The article gave an excellent detailed synopsis telling of the findings of over 370 “exoplanets” – worlds orbiting stars other than the sun. Some of these may hold the ability to host carbon life forms familiar to us or brand new life forms beyond our imagination – an infinite unimaginable number of possibilities if we consider the endless number of galaxies in this one universe alone.
The article following “Are We Alone” was about Africa’s Hadza tribe who live in the bush of northern Tanzania. They still use sticks to start fires and as writer Martin Schoeller describes, they “offer a glimpse of what life was like before the birth of agriculture 10,000 years ago”.
What surprised me was the nostalgic way Schoeller spoke of the Hadza, hinting that perhaps they’d discovered something about how to live life that we had missed. He idyllically narrates a life without religious and social structures, without wealth, time constraints or duties.

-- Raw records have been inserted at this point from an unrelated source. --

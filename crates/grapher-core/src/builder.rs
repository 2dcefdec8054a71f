// File: crates/grapher-core/src/builder.rs
// Summary: Turns a Config plus loaded datasets into a styled Chart, and writes it out.

use std::collections::HashMap;
use std::path::PathBuf;

use tracing::{debug, info, warn};

use crate::chart::{Chart, Fonts};
use crate::config::{Config, LineStyleConfig, OutputConfig};
use crate::data::{DataProcessor, Dataset, XValues};
use crate::error::{GrapherError, Result};
use crate::series::{Series, SeriesStyle, SeriesType};
use crate::theme::{self, Theme};
use crate::Axis;

/// Alpha for bar and scatter fills, so overlapping series stay readable.
const FILL_ALPHA: f32 = 0.7;
/// Bar width as a fraction of the smallest x step.
const BAR_FRACTION: f64 = 0.8;

#[derive(Clone, Copy, Debug, Default)]
pub struct GraphBuilder {
    processor: DataProcessor,
}

impl GraphBuilder {
    pub fn new() -> Self {
        Self { processor: DataProcessor::new() }
    }

    pub fn supported_types() -> Vec<&'static str> {
        SeriesType::ALL.iter().map(|t| t.name()).collect()
    }

    /// Exact, lower-case match against [`GraphBuilder::supported_types`].
    pub fn validate_graph_type(name: &str) -> bool {
        Self::supported_types().contains(&name)
    }

    /// Load every configured source, then [`GraphBuilder::build`].
    pub fn build_from_config(&self, config: &Config) -> Result<Chart> {
        if config.data.sources.is_empty() {
            return Err(GrapherError::NoData);
        }
        let datasets = self.processor.load_sources(&config.data.sources)?;
        self.build(config, &datasets)
    }

    pub fn build(&self, config: &Config, datasets: &[Dataset]) -> Result<Chart> {
        let graph = &config.graph;
        let style = &graph.style;
        let chart_type = graph.chart_type;

        let theme = theme::find(&style.theme).ok_or_else(|| {
            GrapherError::InvalidConfig(vec![format!(
                "Unknown theme '{}'. Available themes: {:?}",
                style.theme,
                theme::names()
            )])
        })?;

        let datasets: Vec<&Dataset> = datasets
            .iter()
            .filter(|d| {
                if d.is_empty() {
                    warn!(label = %d.label, "skipping empty dataset");
                }
                !d.is_empty()
            })
            .collect();
        if datasets.is_empty() {
            return Err(GrapherError::NoData);
        }

        let categories = Categories::collect(&datasets);

        let mut chart = Chart::new();
        chart.title = if graph.title.is_empty() { "Graph".to_string() } else { graph.title.clone() };
        chart.fonts = Fonts::from(&style.fonts);
        chart.show_grid = style.grid.show;
        chart.x_axis = Axis::new(label_or(&graph.x_axis.label, "X"), 0.0, 1.0);
        chart.y_axis = Axis::new(label_or(&graph.y_axis.label, "Y"), 0.0, 1.0);
        if let Some(c) = &categories {
            chart.x_axis = chart.x_axis.with_categories(c.names.clone());
        }

        for (i, dataset) in datasets.iter().enumerate() {
            let data_xy = points(dataset, categories.as_ref());
            let series_style = series_style(chart_type, &style.line_style, &theme, dataset, i)?;
            let mut series = Series::with_data(chart_type, data_xy)
                .with_label(dataset.label.clone())
                .with_style(series_style);
            if chart_type == SeriesType::Bar {
                // one slot per category, even where a series skips some
                let width = if categories.is_some() { BAR_FRACTION } else { bar_width(&series.data_xy) };
                series = series.with_bar_width(width);
            }
            debug!(label = %series.label, points = series.data_xy.len(), kind = %chart_type, "added series");
            chart.add_series(series);
        }

        chart.theme = theme;
        chart.autoscale_axes(&config.limits());
        Ok(chart)
    }

    /// Render at the configured dpi and write to `output.save_path`.
    pub fn save(&self, chart: &Chart, config: &Config) -> Result<PathBuf> {
        let output: &OutputConfig = &config.output;
        let path = output.path();
        let format = output.resolved_format();
        chart.render_to_file(&config.render_options(), format, &path)?;
        info!(path = %path.display(), %format, dpi = output.dpi, "graph saved");
        Ok(path)
    }
}

fn label_or(label: &str, fallback: &str) -> String {
    if label.is_empty() { fallback.to_string() } else { label.to_string() }
}

/// Category names in order of first appearance across all datasets, with their positions.
struct Categories {
    names: Vec<String>,
    positions: HashMap<String, usize>,
}

impl Categories {
    /// `None` when every x is numeric.
    fn collect(datasets: &[&Dataset]) -> Option<Self> {
        if !datasets.iter().any(|d| d.is_categorical()) {
            return None;
        }
        let mut names: Vec<String> = Vec::new();
        let mut positions: HashMap<String, usize> = HashMap::new();
        for d in datasets {
            for name in x_labels(&d.x) {
                if !positions.contains_key(&name) {
                    positions.insert(name.clone(), names.len());
                    names.push(name);
                }
            }
        }
        Some(Self { names, positions })
    }

    fn position(&self, label: &str) -> f64 {
        self.positions.get(label).map_or(f64::NAN, |&p| p as f64)
    }
}

fn x_labels(x: &XValues) -> Vec<String> {
    match x {
        XValues::Numeric(v) => v.iter().map(|n| n.to_string()).collect(),
        XValues::Categorical(v) => v.clone(),
    }
}

fn points(dataset: &Dataset, categories: Option<&Categories>) -> Vec<(f64, f64)> {
    let xs: Vec<f64> = match (categories, &dataset.x) {
        (None, XValues::Numeric(v)) => v.clone(),
        (Some(c), x) => x_labels(x).iter().map(|label| c.position(label)).collect(),
        // categories are always collected when any dataset is categorical
        (None, XValues::Categorical(v)) => (0..v.len()).map(|i| i as f64).collect(),
    };
    xs.into_iter().zip(dataset.y.iter().copied()).collect()
}

/// `BAR_FRACTION` of the smallest gap between distinct x values.
fn bar_width(data: &[(f64, f64)]) -> f64 {
    let mut xs: Vec<f64> = data.iter().map(|p| p.0).filter(|x| x.is_finite()).collect();
    xs.sort_by(f64::total_cmp);
    xs.dedup();
    let gap = xs
        .windows(2)
        .map(|w| w[1] - w[0])
        .fold(f64::INFINITY, f64::min);
    if gap.is_finite() { gap * BAR_FRACTION } else { BAR_FRACTION }
}

fn series_style(
    chart_type: SeriesType,
    cycle: &LineStyleConfig,
    theme: &Theme,
    dataset: &Dataset,
    index: usize,
) -> Result<SeriesStyle> {
    let color = match &dataset.color {
        Some(c) => theme::parse_color(c)
            .map_err(|e| GrapherError::InvalidConfig(vec![format!("Series '{}': {e}", dataset.label)]))?,
        None => theme.series_color(index),
    };
    let mut style = SeriesStyle {
        color,
        line_width: cycle.line_width,
        marker_size: cycle.marker_size,
        ..SeriesStyle::default()
    };
    match chart_type {
        SeriesType::Line => {
            let (marker, line_style) = cycle.line_cycle(index);
            style.marker = marker;
            style.line_style = line_style;
        }
        SeriesType::Scatter => {
            style.marker = Some(cycle.scatter_marker(index));
            style.line_style = None;
            style.alpha = FILL_ALPHA;
        }
        SeriesType::Bar => {
            style.line_style = None;
            style.alpha = FILL_ALPHA;
        }
    }
    Ok(style)
}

But what he misses is that this is also a society that is without progress, without discovery, without curiosity. Personally I would rather take drawbacks that come with modernity than live a life where I’ll never know of, let alone one day take a trip in Virgin Galactic for an up close view of the heavens spoken off in the article preceding Schoellers. Without an evolving society, we would never have any concept of our place in the cosmos, with no idea of what lay beyond
I’d much rather live in a world that’s constantly moving forward, constantly working to better itself, even if it falls of course or finds the journey difficult.
Truth be told, there’s nothing nostalgic about the Hazda. The tribe has not evolved, and that to me is not something that’s impressive. Nothing has changed for them over the last ten thousand years – nothing in their art, their culture, their tools, their thinking.
The article stood out as a stark contrast to the one before it, where we’re told of the spectacular discoveries from sailing the unchartered heavens. Glorious and remarkable findings full of potential and new discovery – none of which would be possible if society as a whole had chosen to live a static lifestyle that never evolved, that still did things and thought the same way our ancestors did thousands of years ago.
Personally, I’d rather live in society where the monkey discovered to use bones as tools and weapons.